Special Investigator Conrad and I went through the entire scene two more times, and I repeated my recitation of events nearly verbatim. I had grown tired of this guy’s condescending attitude, and it was long past time for me to get back to my ranch. I lit a cigarette and moved toward the door.
“I would prefer it if you wouldn’t smoke,” Conrad said.
“So would my wife, but you can see how that worked out.”
He cut his eyes out through the door, squinted at the sky that had faded pale blue with the rising sun.
“We’re not finished here,” he said.
“I am.”
“The entire cadre of Meriwether County law enforcement is lying dead on this property, and you tell me you’re leaving?”

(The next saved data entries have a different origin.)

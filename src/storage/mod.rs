//! File-backed storage implementations

pub mod basket_store;
pub mod id_list;
pub mod json_file;

pub use basket_store::BasketStore;
pub use id_list::IdListFile;
pub use json_file::{JsonFileStore, Mutation};
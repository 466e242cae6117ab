//! Shared application state handed to every handler

use crate::config::StorageConfig;
use crate::core::error::StorageError;
use crate::services::{BasketService, CupboardService, EmailService, UserService};
use crate::storage::{BasketStore, IdListFile, JsonFileStore};
use std::sync::Arc;

/// Services behind the REST routes.
///
/// Cloning is cheap: every service only holds `Arc`s to its stores.
#[derive(Clone)]
pub struct AppState {
    pub cupboard: CupboardService,
    pub baskets: BasketService,
    pub users: UserService,
    pub email: EmailService,
}

impl AppState {
    /// Open every store named in `storage` and wire the services together.
    ///
    /// The toy, user and basket files must already exist; the two id lists
    /// may be missing.
    pub fn open(storage: &StorageConfig, email: EmailService) -> Result<Self, StorageError> {
        let baskets = BasketService::new(Arc::new(BasketStore::open(&storage.baskets)?));
        let cupboard = CupboardService::new(
            Arc::new(JsonFileStore::open(&storage.toys)?),
            Arc::new(baskets.clone()),
        );
        let users = UserService::new(
            Arc::new(JsonFileStore::open(&storage.users)?),
            Arc::new(IdListFile::new(&storage.applications)),
            Arc::new(IdListFile::new(&storage.partners)),
        );

        Ok(Self {
            cupboard,
            baskets,
            users,
            email,
        })
    }
}
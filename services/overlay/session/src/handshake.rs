//! Handshake protocol for overlay channels.
//!
//! Both sides first write the fixed [`HANDSHAKE_HEADER`], then the initiator
//! sends a HANDSHAKE block carrying its node id and protocol version. The
//! acceptor answers with its own HANDSHAKE block, or with an error GOODBYE
//! if it refuses the connection.

use crate::error::SessionError;
use bytes::BytesMut;
use overlay_wire::{
    Frame, FrameDecoder, HandshakeData, MessageBlock, MessageConverter, MessageType,
    ProtocolError, ProtocolErrorType, DEFAULT_CHANNEL_ID, HANDSHAKE_HEADER,
    HANDSHAKE_KEY_NODE_ID, HANDSHAKE_KEY_PROTOCOL_VERSION, PROTOCOL_VERSION,
};
use tokio::io::{AsyncRead, AsyncReadExt, AsyncWrite, AsyncWriteExt};
use tracing::{debug, trace, warn};

/// Message used when a refusing peer sent an empty goodbye
const NO_ERROR_MESSAGE: &str = "<no error message available>";

/// Result of a completed handshake
#[derive(Debug, Clone, PartialEq, Eq)]
pub struct HandshakeOutcome {
    /// Node id announced by the peer
    pub remote_node_id: String,
    /// Full handshake data sent by the peer
    pub remote_data: HandshakeData,
}

/// Build the handshake data announced by this node
pub fn local_handshake_data(local_node_id: &str) -> HandshakeData {
    let mut data = HandshakeData::new();
    data.insert(
        HANDSHAKE_KEY_PROTOCOL_VERSION.to_string(),
        PROTOCOL_VERSION.to_string(),
    );
    data.insert(HANDSHAKE_KEY_NODE_ID.to_string(), local_node_id.to_string());
    data
}

/// Write the protocol header
pub async fn send_header<W: AsyncWrite + Unpin>(writer: &mut W) -> Result<(), SessionError> {
    writer.write_all(HANDSHAKE_HEADER).await?;
    writer.flush().await?;
    Ok(())
}

/// Read and verify the protocol header
pub async fn recv_header<R: AsyncRead + Unpin>(reader: &mut R) -> Result<(), SessionError> {
    let mut header = [0u8; HANDSHAKE_HEADER.len()];
    reader.read_exact(&mut header).await?;
    if &header != HANDSHAKE_HEADER {
        return Err(ProtocolError::Handshake(format!(
            "unexpected protocol header {:?}",
            String::from_utf8_lossy(&header)
        ))
        .into());
    }
    Ok(())
}

/// Write one block as a frame
pub async fn send_block<W: AsyncWrite + Unpin>(
    writer: &mut W,
    channel_id: u64,
    block: MessageBlock,
) -> Result<(), SessionError> {
    let frame = Frame::new(channel_id, block);
    writer.write_all(&frame.encode()).await?;
    writer.flush().await?;
    Ok(())
}

/// Read frames until one is complete. Bytes following the frame stay in
/// `buffer` for the next call.
pub async fn recv_frame<R: AsyncRead + Unpin>(
    reader: &mut R,
    decoder: &mut FrameDecoder,
    buffer: &mut BytesMut,
) -> Result<Option<Frame>, SessionError> {
    loop {
        if let Some(frame) = decoder.decode(buffer)? {
            return Ok(Some(frame));
        }

        let bytes_read = reader.read_buf(buffer).await?;
        if bytes_read == 0 {
            if buffer.is_empty() {
                return Ok(None);
            }
            return Err(SessionError::Io(std::io::Error::new(
                std::io::ErrorKind::UnexpectedEof,
                "connection closed inside a frame",
            )));
        }
        trace!(
            "Read {} bytes, buffer now has {} bytes",
            bytes_read,
            buffer.len()
        );
    }
}

/// Run the initiating side of the handshake
pub async fn initiate_handshake<S: AsyncRead + AsyncWrite + Unpin>(
    stream: &mut S,
    decoder: &mut FrameDecoder,
    buffer: &mut BytesMut,
    converter: &MessageConverter,
    local_node_id: &str,
) -> Result<HandshakeOutcome, SessionError> {
    send_header(stream).await?;
    let block = converter.encode_handshake(&local_handshake_data(local_node_id))?;
    send_block(stream, DEFAULT_CHANNEL_ID, block).await?;
    debug!("Sent handshake from node {}", local_node_id);

    recv_header(stream).await?;
    let frame = recv_frame(stream, decoder, buffer).await?.ok_or_else(|| {
        ProtocolError::Handshake("connection closed before handshake response".into())
    })?;
    if frame.channel_id != DEFAULT_CHANNEL_ID {
        return Err(ProtocolError::Handshake(format!(
            "handshake response on channel {} instead of {}",
            frame.channel_id, DEFAULT_CHANNEL_ID
        ))
        .into());
    }

    match frame.block.message_type() {
        MessageType::Handshake => {
            let remote_data = converter.decode_handshake(&frame.block)?;
            let outcome = outcome_from(remote_data)?;
            debug!("Handshake with node {} completed", outcome.remote_node_id);
            Ok(outcome)
        }
        MessageType::Goodbye => {
            let raw = converter
                .decode_goodbye(&frame.block)?
                .unwrap_or_else(|| format!("{}: {}", ProtocolErrorType::UNKNOWN_CODE, NO_ERROR_MESSAGE));
            let (error_type, message) = ProtocolErrorType::unwrap_message(&raw);
            warn!("Remote side refused the connection: {}", raw);
            Err(SessionError::Refused {
                error_type,
                message,
            })
        }
        other => Err(ProtocolError::TypeMismatch {
            expected: MessageType::Handshake,
            actual: other,
        }
        .into()),
    }
}

/// Run the accepting side of the handshake. Refusals are reported to the
/// peer with an error GOODBYE before returning the error.
pub async fn accept_handshake<S: AsyncRead + AsyncWrite + Unpin>(
    stream: &mut S,
    decoder: &mut FrameDecoder,
    buffer: &mut BytesMut,
    converter: &MessageConverter,
    local_node_id: &str,
) -> Result<HandshakeOutcome, SessionError> {
    recv_header(stream).await?;
    send_header(stream).await?;

    let frame = recv_frame(stream, decoder, buffer).await?.ok_or_else(|| {
        ProtocolError::Handshake("connection closed before handshake".into())
    })?;

    let remote_data = if frame.channel_id == DEFAULT_CHANNEL_ID
        && frame.block.message_type() == MessageType::Handshake
    {
        converter.decode_handshake(&frame.block).ok()
    } else {
        None
    };
    let Some(remote_data) = remote_data else {
        return Err(refuse(
            stream,
            converter,
            ProtocolErrorType::InvalidHandshakeData,
            "expected a handshake message",
        )
        .await);
    };

    let remote_version = remote_data
        .get(HANDSHAKE_KEY_PROTOCOL_VERSION)
        .map(String::as_str)
        .unwrap_or_default();
    if remote_version != PROTOCOL_VERSION {
        let message = format!(
            "protocol version mismatch: local {}, remote {}",
            PROTOCOL_VERSION, remote_version
        );
        return Err(refuse(
            stream,
            converter,
            ProtocolErrorType::ProtocolVersionMismatch,
            &message,
        )
        .await);
    }

    let outcome = match outcome_from(remote_data) {
        Ok(outcome) => outcome,
        Err(_) => {
            return Err(refuse(
                stream,
                converter,
                ProtocolErrorType::InvalidHandshakeData,
                "missing node id",
            )
            .await)
        }
    };

    let response = converter.encode_handshake(&local_handshake_data(local_node_id))?;
    send_block(stream, DEFAULT_CHANNEL_ID, response).await?;
    debug!("Accepted handshake from node {}", outcome.remote_node_id);
    Ok(outcome)
}

fn outcome_from(remote_data: HandshakeData) -> Result<HandshakeOutcome, SessionError> {
    let remote_node_id = remote_data
        .get(HANDSHAKE_KEY_NODE_ID)
        .filter(|id| !id.is_empty())
        .cloned()
        .ok_or_else(|| ProtocolError::Handshake("handshake data lacks a node id".into()))?;
    Ok(HandshakeOutcome {
        remote_node_id,
        remote_data,
    })
}

async fn refuse<W: AsyncWrite + Unpin>(
    writer: &mut W,
    converter: &MessageConverter,
    error_type: ProtocolErrorType,
    message: &str,
) -> SessionError {
    let wrapped = error_type.wrap(message);
    warn!("Refusing incoming connection: {}", wrapped);
    let goodbye = converter.encode_error_goodbye(&wrapped);
    if let Err(e) = send_block(writer, DEFAULT_CHANNEL_ID, goodbye).await {
        debug!("Failed to send error goodbye: {}", e);
    }
    SessionError::Refused {
        error_type: Some(error_type),
        message: message.to_string(),
    }
}

#[cfg(test)]
mod tests {
    use super::*;

    async fn run_pair(
        client_id: &'static str,
        server: impl FnOnce(tokio::io::DuplexStream) -> tokio::task::JoinHandle<Result<HandshakeOutcome, SessionError>>,
    ) -> (
        Result<HandshakeOutcome, SessionError>,
        Result<HandshakeOutcome, SessionError>,
    ) {
        let (mut client, server_side) = tokio::io::duplex(4096);
        let server_task = server(server_side);
        let converter = MessageConverter::new("client");
        let client_result = initiate_handshake(
            &mut client,
            &mut FrameDecoder::new(),
            &mut BytesMut::new(),
            &converter,
            client_id,
        )
        .await;
        (client_result, server_task.await.unwrap())
    }

    fn accepting_server(
        stream: tokio::io::DuplexStream,
    ) -> tokio::task::JoinHandle<Result<HandshakeOutcome, SessionError>> {
        tokio::spawn(async move {
            let mut stream = stream;
            accept_handshake(
                &mut stream,
                &mut FrameDecoder::new(),
                &mut BytesMut::new(),
                &MessageConverter::new("server"),
                "server-node",
            )
            .await
        })
    }

    #[tokio::test]
    async fn test_handshake_success() {
        let (client, server) = run_pair("client-node", accepting_server).await;
        assert_eq!(client.unwrap().remote_node_id, "server-node");
        let server = server.unwrap();
        assert_eq!(server.remote_node_id, "client-node");
        assert_eq!(
            server.remote_data.get(HANDSHAKE_KEY_PROTOCOL_VERSION).map(String::as_str),
            Some(PROTOCOL_VERSION)
        );
    }

    #[tokio::test]
    async fn test_missing_node_id_is_refused() {
        let (client, server) = run_pair("", accepting_server).await;
        assert!(matches!(
            client,
            Err(SessionError::Refused {
                error_type: Some(ProtocolErrorType::InvalidHandshakeData),
                ..
            })
        ));
        assert!(server.is_err());
    }

    #[tokio::test]
    async fn test_version_mismatch_is_refused() {
        let (client, server) = tokio::io::duplex(4096);
        let server_task = accepting_server(server);

        let mut client = client;
        let converter = MessageConverter::new("client");
        send_header(&mut client).await.unwrap();
        let mut data = local_handshake_data("old-node");
        data.insert(HANDSHAKE_KEY_PROTOCOL_VERSION.to_string(), "0.1".to_string());
        send_block(&mut client, DEFAULT_CHANNEL_ID, converter.encode_handshake(&data).unwrap())
            .await
            .unwrap();

        recv_header(&mut client).await.unwrap();
        let frame = recv_frame(&mut client, &mut FrameDecoder::new(), &mut BytesMut::new())
            .await
            .unwrap()
            .unwrap();
        let goodbye = converter.decode_goodbye(&frame.block).unwrap().unwrap();
        let (error_type, _) = ProtocolErrorType::unwrap_message(&goodbye);
        assert_eq!(error_type, Some(ProtocolErrorType::ProtocolVersionMismatch));

        assert!(matches!(
            server_task.await.unwrap(),
            Err(SessionError::Refused {
                error_type: Some(ProtocolErrorType::ProtocolVersionMismatch),
                ..
            })
        ));
    }

    #[tokio::test]
    async fn test_response_on_other_channel_is_rejected() {
        let (client, server) = tokio::io::duplex(4096);
        let server_task = tokio::spawn(async move {
            let mut server = server;
            let converter = MessageConverter::new("server");
            recv_header(&mut server).await.unwrap();
            send_header(&mut server).await.unwrap();
            recv_frame(&mut server, &mut FrameDecoder::new(), &mut BytesMut::new())
                .await
                .unwrap()
                .unwrap();
            let response = converter
                .encode_handshake(&local_handshake_data("server-node"))
                .unwrap();
            send_block(&mut server, 5, response).await.unwrap();
            server
        });

        let mut client = client;
        let result = initiate_handshake(
            &mut client,
            &mut FrameDecoder::new(),
            &mut BytesMut::new(),
            &MessageConverter::new("client"),
            "client-node",
        )
        .await;
        assert!(matches!(
            result,
            Err(SessionError::Protocol(ProtocolError::Handshake(_)))
        ));
        server_task.await.unwrap();
    }

    #[tokio::test]
    async fn test_bad_header() {
        let (mut client, mut server) = tokio::io::duplex(64);
        client.write_all(b"SOMETHING-ELSE/9").await.unwrap();
        let err = recv_header(&mut server).await.unwrap_err();
        assert!(matches!(
            err,
            SessionError::Protocol(ProtocolError::Handshake(_))
        ));
    }

    #[tokio::test]
    async fn test_recv_frame_keeps_trailing_bytes() {
        let (mut client, mut server) = tokio::io::duplex(4096);
        let mut bytes = Frame::new(3, MessageBlock::empty(MessageType::Heartbeat)).encode().to_vec();
        bytes.extend_from_slice(&Frame::new(4, MessageBlock::empty(MessageType::Test)).encode());
        client.write_all(&bytes).await.unwrap();
        drop(client);

        let mut decoder = FrameDecoder::new();
        let mut buffer = BytesMut::new();
        let first = recv_frame(&mut server, &mut decoder, &mut buffer).await.unwrap().unwrap();
        let second = recv_frame(&mut server, &mut decoder, &mut buffer).await.unwrap().unwrap();
        assert_eq!(first.channel_id, 3);
        assert_eq!(second.block.message_type(), MessageType::Test);
        assert!(recv_frame(&mut server, &mut decoder, &mut buffer).await.unwrap().is_none());
    }
}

“You need to adjust your thinking, Conrad. The surviving members of this county’s law enforcement cadre are either lying in a hospital bed or waiting for me at the crime scene that I used to refer to as my house.”
“This is the reason I don’t like dealing with amateur law enforcement.”
“Tell you the truth, Conrad, I’m not overly impressed with the qualities I’ve seen among the so-called professionals in these parts either. Let’s call it a draw.”
I could feel his eyes peeling the skin off the back of my neck as I walked over to my truck and opened the door.
“We’re colleagues, Mr. Conrad,” I said. “Whether you like that or not. I’ve answered all your questions and now I’m heading home. When you have something else for me, you know where to find me.”
“I’ll be in touch,” he called out to me.
“You’d better be,” I said. “This thing’s a long damn way from over.”